La incertidumbre crece en Venezuela mientras el chavismo continúa maniobrando, en medio de las distracciones del asueto navideño, para bloquear o al menos retrasar la instalación de la nueva Asamblea Nacional el próximo 5 de enero. La oposición controlará dos tercios de los escaños, o 112 sobre 167, lo que le concede la potestad constitucional de otorgar votos de censura a ministros y vicepresidente, plantear reformas a la Constitución e impulsar referendos. El Gobierno de Nicolás Maduro trata de rebanar esa mayoría a como dé lugar o, en todo caso, paralizar el funcionamiento del venidero legislativo.

La impugnación que desde este lunes intenta el oficialismo ante un Tribunal Supremo que controla forma parte de las maniobras. Excandidatos chavistas derrotados en los comicios introdujeron ante la corte recursos “contenciosos electorales” en seis circunscripciones regionales, además de otro que cuestionaba todo el proceso de votación en el estado de Amazonas (un territorio pobre, selvático y despoblado al sur del país), donde, según el Gobierno, la oposición pagó por la compra de votos. En todos los documentos consignados también se pedía al tribunal se adoptaran acciones para suspender los efectos de las elecciones.

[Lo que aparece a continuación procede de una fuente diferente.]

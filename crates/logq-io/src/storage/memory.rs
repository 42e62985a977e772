//! In-memory spill backend, for tests and `memory://` spill dirs.

use std::collections::BTreeMap;
use std::sync::{Arc, Mutex, MutexGuard};

use logq_mem::error::{Error as MemError, Result as MemResult};
use logq_mem::SpillStorage;

/// Thread-safe map of path -> bytes. Clones share the same map.
#[derive(Clone, Default)]
pub struct MemoryStorage {
    data: Arc<Mutex<BTreeMap<String, Vec<u8>>>>,
}

impl MemoryStorage {
    pub fn new() -> Self {
        Self::default()
    }

    fn data(&self) -> MemResult<MutexGuard<'_, BTreeMap<String, Vec<u8>>>> {
        self.data
            .lock()
            .map_err(|_| MemError::Storage("memory storage lock poisoned".into()))
    }

    pub fn contains(&self, path: &str) -> bool {
        self.data().map(|d| d.contains_key(path)).unwrap_or(false)
    }

    /// Number of stored objects.
    pub fn len(&self) -> usize {
        self.data().map(|d| d.len()).unwrap_or(0)
    }

    pub fn is_empty(&self) -> bool {
        self.len() == 0
    }
}

impl SpillStorage for MemoryStorage {
    fn write(&self, path: &str, bytes: &[u8]) -> MemResult<()> {
        self.data()?.insert(path.to_string(), bytes.to_vec());
        Ok(())
    }

    fn read_range(&self, path: &str, offset: u64, len: usize) -> MemResult<Vec<u8>> {
        let data = self.data()?;
        let bytes = data
            .get(path)
            .ok_or_else(|| MemError::Storage(format!("path not found: {path}")))?;
        let start = offset as usize;
        if start > bytes.len() {
            return Err(MemError::Storage(format!(
                "offset {offset} exceeds size {}",
                bytes.len()
            )));
        }
        let end = start.saturating_add(len).min(bytes.len());
        Ok(bytes[start..end].to_vec())
    }

    fn delete(&self, path: &str) -> MemResult<()> {
        self.data()?.remove(path);
        Ok(())
    }

    fn list(&self, prefix: &str) -> MemResult<Vec<String>> {
        Ok(self
            .data()?
            .keys()
            .filter(|k| k.starts_with(prefix))
            .cloned()
            .collect())
    }
}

Al admitirlos oficialmente este miércoles, sin embargo, el TSJ consideró necesario anular la proclamación de los diputados ganadores en Amazonas. En ese estado se asignaron cuatro curules. En los restantes casos que el tribunal considera, siguen en juego otras seis diputaciones, todas de la oposición.

El nuevo Parlamento

El 5 de enero solo se podrán juramentar 163 diputados (109 de oposición) mientras se decide el fondo del asunto. La opositora Mesa de Unidad Democrática (MUD), que ya en horas de la mañana había difundido el texto de una carta remitida a diversos organismos internacionales, en el que se denuncia un “Golpe de Estado judicial” en marcha, volvió a reaccionar al final del día mediante un comunicado. La alianza opositora calificó de “írrita” la decisión del TSJ y aseguró que el próximo martes estarán en la Asamblea Nacional todos sus 112 diputados para prestar juramento.

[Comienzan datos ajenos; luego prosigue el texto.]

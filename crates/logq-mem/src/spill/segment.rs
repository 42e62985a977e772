//! Spill segment header and metadata.
//!
//! Layout:
//! [ magic: u32 ][ version: u16 ][ codec: u8 ][ reserved: u8 ]
//! [ rows: u32 ][ uncompressed_len: u64 ][ compressed_len: u64 ]
//! [ payload bytes … ]
//!
//! The payload is the JSON-encoded row vector, compressed with `codec`.
//! A blake3 checksum over (header || payload) is kept in `SegmentMeta`.

use serde::{Deserialize, Serialize};

use logq_core::id::SpillId;

use super::Codec;
use crate::error::{Error, Result};

pub const MAGIC: u32 = 0x4C4F_4751; // "LOGQ"
pub const VERSION: u16 = 1;
pub const HEADER_LEN: usize = 4 + 2 + 1 + 1 + 4 + 8 + 8;

/// Largest segment we agree to decode; guards against corrupt lengths.
pub const MAX_SEGMENT_BYTES: u64 = 256 * 1024 * 1024;

#[derive(Debug, Clone, PartialEq, Eq)]
pub struct SegmentHeader {
    pub codec: Codec,
    pub rows: u32,
    pub uncompressed_len: u64,
    pub compressed_len: u64,
}

impl SegmentHeader {
    pub fn to_bytes(&self) -> [u8; HEADER_LEN] {
        let mut out = [0u8; HEADER_LEN];
        out[0..4].copy_from_slice(&MAGIC.to_le_bytes());
        out[4..6].copy_from_slice(&VERSION.to_le_bytes());
        out[6] = self.codec as u8;
        // out[7] reserved
        out[8..12].copy_from_slice(&self.rows.to_le_bytes());
        out[12..20].copy_from_slice(&self.uncompressed_len.to_le_bytes());
        out[20..28].copy_from_slice(&self.compressed_len.to_le_bytes());
        out
    }

    pub fn from_bytes(name: &SegmentName, bytes: &[u8]) -> Result<Self> {
        let corrupt = |reason: &str| Error::Corrupt {
            segment: name.0.clone(),
            reason: reason.to_string(),
        };
        if bytes.len() < HEADER_LEN {
            return Err(corrupt("short header"));
        }
        let u16_at = |i: usize| u16::from_le_bytes([bytes[i], bytes[i + 1]]);
        let u32_at = |i: usize| {
            let mut b = [0u8; 4];
            b.copy_from_slice(&bytes[i..i + 4]);
            u32::from_le_bytes(b)
        };
        let u64_at = |i: usize| {
            let mut b = [0u8; 8];
            b.copy_from_slice(&bytes[i..i + 8]);
            u64::from_le_bytes(b)
        };

        if u32_at(0) != MAGIC || u16_at(4) != VERSION {
            return Err(corrupt("bad magic/version"));
        }
        let header = Self {
            codec: Codec::from_u8(bytes[6])?,
            rows: u32_at(8),
            uncompressed_len: u64_at(12),
            compressed_len: u64_at(20),
        };
        if header.uncompressed_len > MAX_SEGMENT_BYTES || header.compressed_len > MAX_SEGMENT_BYTES
        {
            return Err(corrupt("segment length over limit"));
        }
        Ok(header)
    }
}

/// Storage-relative name of a segment: `spill<id>_seg<seq>`.
#[derive(Debug, Clone, PartialEq, Eq, Hash, Serialize, Deserialize)]
pub struct SegmentName(pub String);

impl SegmentName {
    pub fn new(id: SpillId, seq: u32) -> Self {
        SegmentName(format!("spill{}_seg{}", id.get(), seq))
    }
}

/// What the owner of a spilled segment keeps in memory to read it back.
#[derive(Debug, Clone, Serialize, Deserialize)]
pub struct SegmentMeta {
    pub name: SegmentName,
    pub path: String,
    pub codec: Codec,
    pub rows: u32,
    pub compressed_len: u64,
    pub checksum: [u8; 32],
}

#[cfg(test)]
mod tests {
    use super::*;

    #[test]
    fn header_bytes_roundtrip() {
        let name = SegmentName::new(SpillId::new(3), 1);
        let h = SegmentHeader {
            codec: Codec::None,
            rows: 10,
            uncompressed_len: 100,
            compressed_len: 100,
        };
        let back = SegmentHeader::from_bytes(&name, &h.to_bytes()).unwrap();
        assert_eq!(back, h);
        assert_eq!(name.0, "spill3_seg1");
    }

    #[test]
    fn rejects_garbage() {
        let name = SegmentName::new(SpillId::new(1), 0);
        assert!(SegmentHeader::from_bytes(&name, &[0u8; HEADER_LEN]).is_err());
        assert!(SegmentHeader::from_bytes(&name, &[0u8; 3]).is_err());
    }
}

Casi al mismo tiempo que se conoció del veredicto, el presidente Nicolás Maduro hablaba por televisión. Aunque durante la transmisión de más de dos horas de duración el mandatario evitó referirse al asunto judicial, fue claro al expresar su desprecio por la nueva legislatura: “Me sabe a casabe la asamblea burguesa”, dijo, echando mano a una expresión popular que hace rima con el nombre de un pan de harina de yuca propio de la mesa venezolana.

Maduro hizo la alusión en un acto celebrado en el estado de Aragua (región central) en el que promulgó algunas leyes emitidas en el marco de los poderes habilitantes que la Asamblea Nacional de mayoría chavista le otorgó para legislar. Entre los instrumentos se refirió a las reformas apresuradas de las leyes de Impuesto sobre la Renta, de Impuesto sobre las Transacciones Financieras, del Régimen Cambiario, de la Explotación del Oro y Minerales Estratégicos y de las Actividades Petroquímicas. “Creí necesario utilizar mis facultades de Ley Habilitante para decretar un conjunto de leyes para garantizar los bolívares y las inversiones en divisas convertibles”, dijo.

Aunque inscribió el paquete de medidas dentro de un programa –todavía por desarrollar- para combatir la crisis económica que atraviesa el país, admitió además que tuvo el impulso legislativo para aprovechar las últimas horas de vigencia de la Ley Habilitante, que expira este 31 de diciembre. La confesión de Maduro puso de relieve que el Gobierno parece haber desechado una opción que durante las últimas horas se barajaba en el retorcido ajedrez político que se juega tras los resultados de las elecciones parlamentarias. Según trascendidos, el Gobierno se había planteado obtener de la Asamblea Nacional en funciones, de mayoría chavista, una extensión de los poderes habilitantes, lo que le habría permitido emitir leyes al margen del nuevo parlamento.